Don't put a ring on it - just yet, anyway.

 

I recently received a request for advice that read “Many candidates either interview well or give the impression that they have a strong background - but turn out to be a bad fit culturally or end up being a toxic member of the team. How can HR and hiring managers identify poor-fitting/toxic candidates during the interviewing process”. In other words, “How can we mitigate the potential for a 'messy divorce’?”
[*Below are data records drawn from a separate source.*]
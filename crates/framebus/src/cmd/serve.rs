use std::sync::Arc;
use std::time::Duration;

use framebus_config::{Rule, TypeHint, ValidatedObject};
use framebus_endpoint::{
    Endpoint, HandlerError, Message, MessageType, RequestHandler, Server, ServerConfig,
};
use framebus_schema::SchemaRegistry;
use framebus_transport::{DEFAULT_PUBLISH_ENDPOINT, DEFAULT_REPLY_ENDPOINT};
use serde::Deserialize;
use serde_json::{json, Value};
use tokio_util::sync::CancellationToken;
use tracing::{debug, info};

use crate::cmd::{install_ctrlc_handler, ServeArgs};
use crate::exit::{
    config_error, endpoint_error, io_error, schema_error, transport_error, CliError, CliResult,
    SUCCESS, USAGE,
};
use crate::output::{print_bound, OutputFormat};

#[derive(Debug, Clone, Copy, PartialEq, Eq, Deserialize)]
#[serde(rename_all = "lowercase")]
pub enum Mode {
    Echo,
    Reject,
}

impl Mode {
    fn as_str(self) -> &'static str {
        match self {
            Mode::Echo => "echo",
            Mode::Reject => "reject",
        }
    }
}

/// Settings of `serve` after rule validation.
#[derive(Debug, Deserialize)]
pub struct ServerSettings {
    pub reply_endpoint: String,
    pub publish_endpoint: String,
    pub mode: Mode,
    pub tick_ms: u64,
}

fn settings_object() -> CliResult<ValidatedObject> {
    ValidatedObject::builder("serve")
        .attribute("reply_endpoint", TypeHint::Str)
        .attribute("publish_endpoint", TypeHint::Str)
        .attribute("mode", TypeHint::Str)
        .attribute("tick_ms", TypeHint::Int)
        .rule(
            Rule::new("reply-endpoint")
                .default_value(DEFAULT_REPLY_ENDPOINT)
                .required(true),
        )
        .rule(
            Rule::new("publish-endpoint")
                .default_value(DEFAULT_PUBLISH_ENDPOINT)
                .required(true),
        )
        .rule(
            Rule::new("mode")
                .default_value("echo")
                .with("choices", json!(["echo", "reject"])),
        )
        .rule(Rule::new("tick-ms").default_value(0))
        .build()
        .map_err(|err| config_error("invalid settings declaration", err))
}

/// Validate the flags of `serve` into typed settings.
pub fn load_settings(args: &ServeArgs) -> CliResult<ServerSettings> {
    let mut bag: Vec<(&str, Value)> = Vec::new();
    let flags = [
        ("reply-endpoint", &args.reply_endpoint),
        ("publish-endpoint", &args.publish_endpoint),
        ("mode", &args.mode),
        ("tick-ms", &args.tick_ms),
    ];
    for (name, flag) in flags {
        if let Some(value) = flag {
            bag.push((name, Value::String(value.clone())));
        }
    }

    let mut object = settings_object()?;
    let loaded = object
        .load(bag, true)
        .map_err(|err| config_error("settings validation failed", err))?;
    if !loaded {
        let details: Vec<String> = object.errors().iter().map(ToString::to_string).collect();
        return Err(CliError::new(
            USAGE,
            format!("invalid serve settings: {}", details.join("; ")),
        ));
    }
    object
        .extract()
        .map_err(|err| config_error("invalid serve settings", err))
}

fn echo(request: Message) -> Result<Message, HandlerError> {
    Ok(Message::ok(request.to_value()))
}

pub fn run(args: ServeArgs, format: OutputFormat) -> CliResult<i32> {
    let settings = load_settings(&args)?;
    let reply: Endpoint = settings
        .reply_endpoint
        .parse()
        .map_err(|err| transport_error("invalid reply endpoint", err))?;
    let publish: Endpoint = settings
        .publish_endpoint
        .parse()
        .map_err(|err| transport_error("invalid publish endpoint", err))?;

    let schemas = match &args.validate {
        Some(dir) => Some(Arc::new(
            SchemaRegistry::from_directory(dir)
                .map_err(|err| schema_error("failed to load schemas", err))?,
        )),
        None => None,
    };

    let runtime = tokio::runtime::Builder::new_multi_thread()
        .enable_all()
        .build()
        .map_err(|err| io_error("failed to start runtime", err))?;

    let token = CancellationToken::new();
    let on_signal = token.clone();
    install_ctrlc_handler(move || on_signal.cancel())?;

    runtime.block_on(serve(
        ServerConfig::new(reply, publish),
        schemas,
        &settings,
        token,
        format,
    ))
}

async fn serve(
    config: ServerConfig,
    schemas: Option<Arc<SchemaRegistry>>,
    settings: &ServerSettings,
    token: CancellationToken,
    format: OutputFormat,
) -> CliResult<i32> {
    let handler: Option<Arc<dyn RequestHandler>> = match settings.mode {
        Mode::Echo => Some(Arc::new(echo) as Arc<dyn RequestHandler>),
        Mode::Reject => None,
    };
    let server = match schemas {
        Some(registry) => Server::bind_with_schemas(config, handler, registry).await,
        None => Server::bind(config, handler).await,
    }
    .map_err(|err| endpoint_error("bind failed", err))?;

    print_bound(
        server.reply_endpoint(),
        server.publish_endpoint(),
        settings.mode.as_str(),
        format,
    );

    if settings.tick_ms > 0 {
        let mut ticker = tokio::time::interval(Duration::from_millis(settings.tick_ms));
        let mut index: u64 = 0;
        loop {
            tokio::select! {
                _ = token.cancelled() => break,
                _ = ticker.tick() => {
                    let notification = Message::notification(MessageType::NtfFrame).with("index", index);
                    let delivered = server.notify(&notification);
                    debug!(index, delivered, "published frame notification");
                    index += 1;
                }
            }
        }
    } else {
        token.cancelled().await;
    }

    info!("interrupted, shutting down");
    server.disconnect().await;
    Ok(SUCCESS)
}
You most likely can’t - but there is an approach that can minimize the fall out

Assess Your Culture

It is essential for hiring managers, senior management, and the other decision-makers to clearly understand what the work culture actually IS - as opposed to what they HOPE it is. At a minimum, this process involves regular, thoughtful, open conversations with the people on your team/within your org. To ensure honesty, an anonymous survey may be needed first. Finally - having an external third-party observer “live” within your workplace for a time (a sort of “Undercover Boss”) and report back with their findings may be your best approach.

Fit? You’re Sure?

Next - before making a "fit" your highest priority, be sure a "fit" is what is needed. After all - "more of the same" drives homogeneity - and that can encourage "group think", limit innovation, and hamper organizational agility.

Trust Your People

Keep in mind that skills and knowledge are a lower priority when vetting candidates. Those can be taught. A willingness and ability to collaborate is harder to teach - so get the candidate in touch with your team (the people they would be elbow-to-elbow with daily), let them have far-ranging conversations, let them vet the candidate, and consider your team's assessment.

Whoa, whoa whoa! We just met!

More and more employers are finally wising up to the idea of recruiting for "Freelance to Permanent" positions. It’s a smart move. After all, why rush into "marriage" when you could first "date" for a while? If you think about it, job candidates (like first dates) aim to impress - arriving on time, well-dressed, all smiles, respectful, gracious. But if things start to turn south after three months - arriving late, unkempt, irritable, disinterested, self-occupied - why drag it out? So - when looking to fill a role, make it temporary and set a predefined date to regroup. On that date, the candidate (now freelancer), HR, and the hiring manager revisit the status of the “relationship” and decide if it’s time to get more serious (come on-staff full time) or start seeing other people (bring the employment to an end).

Sure - this might be hard for some hiring managers to embrace. "I don't want to risk it - if they come on for 3 months and leave, I'll have to train another one." Or "The money allocated for the role might go away next quarter - I don't want to lose that headcount". These concerns are real and understandable - but frankly, they pale in comparison to the peace-of-mind that comes with knowing "If the candidate is a bad fit or has a toxic personality, we're less than three months away from painlessly moving on and finding a new one. Who knows - the next one may even be marrying material".